Six bunnies in the driveway as the grandkids and I fed the horses yesterday morning, drab Cottontails, but appropriate symbolism that drew excited squeals, yet underscored with knowing looks about the validity of the Easter Bunny. It was a messy feeding, half the flakes never made the manger, each child covered with alfalfa leaf, but the horses didn’t seem to mind the little strangers. In the Kubota, we prolonged the chore by naming the birds we saw, a covey of quail, a dove pair, a lone killdeer and blackbirds grazing the short-cropped green in the horse pasture.
Hoping to expose them to more wildlife, we took the crew to the corrals in Greasy that we just finished constructing, a project that Earl McKee began a decade or more ago. Even though we kept two of the three board pens intact, the interface with pipe required removing some posts and boards and losing an occasional thirty-penny nail. Each kid got a coffee can and the hunt was on for nails worth two-bits a piece, a practice run for plastic eggs filled with sweet surprises that my daughter was hiding in the dark as I went to bed. HAPPY EASTER!
Blue moon over green
above grandchildren grazing
to tree frog refrains.
Sometimes we can’t see
skeletons of drought-dead trees
through canyons of rain.
I have had the luxury
of not remembering
every story about me,
the mundane details,
embellished and edited,
as if told often to others.
I can dress the rain
goddesses in gossamer gowns,
pen them dancing bare-limbed
with the sycamores
across the creek beckoning
wildly—let myself be drawn
into the image of a poem.
So much is make-believe
looking back into the mirror,
so much forgotten purposely.
I am not ready to retire
to whittling the past
into wooden statuettes
with so much more to do.
It could be Climate Change
or a changing of the guard,
an East Coast winter without end—
a sky full of harbingers,
floating clips of recycled news
fishing for the self-righteous
with seasoned bits of drama.
In one hand we hold Chekhov’s
mirror on our modern world.
Or are the clouds obfuscation,
each changing shape
of our imagination: our addiction?
Evening shadows climb after rain
around the equinox of dark and light
on Sulphur’s face. My plural we,
all our eyes look up for an expression,
for a hint of the future on the horizon,
beneath the last of gray cumulus
when the green grass seems golden—
almost heavenly when the granite
stacked could be pillars of marble.
How could it seem any other way
after months of no rain? How much
closer to the gate can we imagine?
Not far off, the blackbirds squire
the females, tail-feathers fanned,
wings outstretched a stride behind.
Not far off, the green begins to flower,
wild buds waiting to burst into color,
tender leaves of oaks unfurl on twigs.
The crow pair check the squirrel towns
for blind babies and high on the ridges
the black dots of cows and calves
grazing undisturbed close to heaven.
No one needs us for this moment
in our dreams—we are released.
Not much to do for the past three days but watch it rain, over four inches in the past ten days.
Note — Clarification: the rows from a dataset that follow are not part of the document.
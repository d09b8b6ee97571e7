//! Shop settings singleton.

use crate::record::{bool_field, object, string_field, Document, Fields, Record};
use crate::Topic;
use serde::{Deserialize, Serialize};
use serde_json::{json, Value};

/// Shop-wide switches, stored as `settings/appSettings`.
#[derive(Debug, Clone, PartialEq, Eq, Serialize, Deserialize)]
#[serde(rename_all = "camelCase")]
pub struct Settings {
    pub notifications_enabled: bool,
    /// Buyers may submit purchase requests
    pub sales_enabled: bool,
    pub info_bubble_enabled: bool,
    pub info_text: String,
}

impl Default for Settings {
    fn default() -> Self {
        Self {
            notifications_enabled: false,
            sales_enabled: true,
            info_bubble_enabled: false,
            info_text: String::new(),
        }
    }
}

impl Record for Settings {
    const TOPIC: Topic = Topic::Settings;

    fn from_document(doc: &Document) -> Self {
        let f = &doc.fields;
        Self {
            notifications_enabled: bool_field(f, "notifications").unwrap_or(false),
            // Only an explicit false disables sales.
            sales_enabled: bool_field(f, "salesEnabled").unwrap_or(true),
            info_bubble_enabled: bool_field(f, "infoBubble").unwrap_or(false),
            info_text: string_field(f, "infoText"),
        }
    }

    fn to_fields(&self) -> Fields {
        object(json!({
            "notifications": self.notifications_enabled,
            "salesEnabled": self.sales_enabled,
            "infoBubble": self.info_bubble_enabled,
            "infoText": self.info_text,
        }))
    }
}

/// Partial settings update; `None` leaves a field untouched.
#[derive(Debug, Clone, Default, PartialEq, Eq, Serialize, Deserialize)]
#[serde(rename_all = "camelCase")]
pub struct SettingsPatch {
    pub notifications_enabled: Option<bool>,
    pub sales_enabled: Option<bool>,
    pub info_bubble_enabled: Option<bool>,
    pub info_text: Option<String>,
}

impl SettingsPatch {
    pub fn is_empty(&self) -> bool {
        self.notifications_enabled.is_none()
            && self.sales_enabled.is_none()
            && self.info_bubble_enabled.is_none()
            && self.info_text.is_none()
    }

    pub fn to_fields(&self) -> Fields {
        let mut fields = Fields::new();
        if let Some(v) = self.notifications_enabled {
            fields.insert("notifications".into(), Value::Bool(v));
        }
        if let Some(v) = self.sales_enabled {
            fields.insert("salesEnabled".into(), Value::Bool(v));
        }
        if let Some(v) = self.info_bubble_enabled {
            fields.insert("infoBubble".into(), Value::Bool(v));
        }
        if let Some(v) = &self.info_text {
            fields.insert("infoText".into(), Value::String(v.clone()));
        }
        fields
    }

    /// Apply to an in-memory copy.
    pub fn apply(&self, settings: &mut Settings) {
        if let Some(v) = self.notifications_enabled {
            settings.notifications_enabled = v;
        }
        if let Some(v) = self.sales_enabled {
            settings.sales_enabled = v;
        }
        if let Some(v) = self.info_bubble_enabled {
            settings.info_bubble_enabled = v;
        }
        if let Some(v) = &self.info_text {
            settings.info_text = v.clone();
        }
    }
}
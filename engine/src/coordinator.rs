//! Write coordination.
//!
//! Every mutation goes through [`WriteCoordinator`], which checks the store
//! before writing (existence, duplicates, remaining stock), verifies creates
//! by reading them back, and ends with an explicit mirror refresh instead of
//! waiting for the change notification to arrive.
//!
//! Audit log appends are best effort: a failed log write is reported with
//! `tracing` and never undoes or fails the operation it describes.

use std::sync::Arc;

use serde::Serialize;
use serde_json::json;

use crate::clock::Clock;
use crate::config::SyncConfig;
use crate::error::{Error, Result};
use crate::format::format_money;
use crate::ledger::{LogEntry, LogKind, ProfitRecord};
use crate::reconcile::ReconciliationPolicy;
use crate::record::{check_amount, object, Item, ItemDraft, MoneyType, Record};
use crate::request::{PurchaseRequest, PurchaseRequestDraft, RequestStatus};
use crate::settings::{Settings, SettingsPatch};
use crate::store::{Query, StorageBackend};
use crate::topic::SETTINGS_DOC_ID;
use crate::{DocumentId, Topic};

/// What `upsert_item` did.
#[derive(Debug, Clone, PartialEq, Serialize)]
#[serde(tag = "outcome", rename_all = "camelCase")]
pub enum UpsertOutcome {
    /// An existing document was overwritten
    Updated { id: DocumentId },
    /// Quantity was added to a matching document
    Merged { id: DocumentId, quantity: u32 },
    /// A new document was created and read back
    Created { id: DocumentId },
}

impl UpsertOutcome {
    pub fn id(&self) -> &DocumentId {
        match self {
            UpsertOutcome::Updated { id }
            | UpsertOutcome::Merged { id, .. }
            | UpsertOutcome::Created { id } => id,
        }
    }
}

/// Result of a completed sale.
#[derive(Debug, Clone, PartialEq, Serialize)]
#[serde(rename_all = "camelCase")]
pub struct SaleReceipt {
    pub item_id: DocumentId,
    pub item_name: String,
    pub money_type: MoneyType,
    pub realized_price: f64,
    pub profit: f64,
    /// Quantity left after the sale
    pub remaining: u32,
    pub profit_id: DocumentId,
}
It’s a warm, 67 degrees with another half-inch in the gauge since this morning, bringing our total rainfall to over six inches for the month of March. Prior to February 26th, rainfall was 25% of normal. More due tonight.
The talons of a Golden Eagle
squeeze a squirrel beneath
the blades of pasture green
not far from the screen door
I close quietly behind me. A second
lands beside the first to begin
the meal. Several shades of bronze
shimmer in mid-day flight
as the first leaves the second
to eat alone—long flap of wings,
sure and purposeful. Sweet partnerships
grow wild, yet sometimes seem more
civilized than what we see among men.
Perhaps the Bird and Animal people
placed devotion, the selfless heart
into the tribe they created—or perhaps
we learned what we now claim
exceptional from birds and animals.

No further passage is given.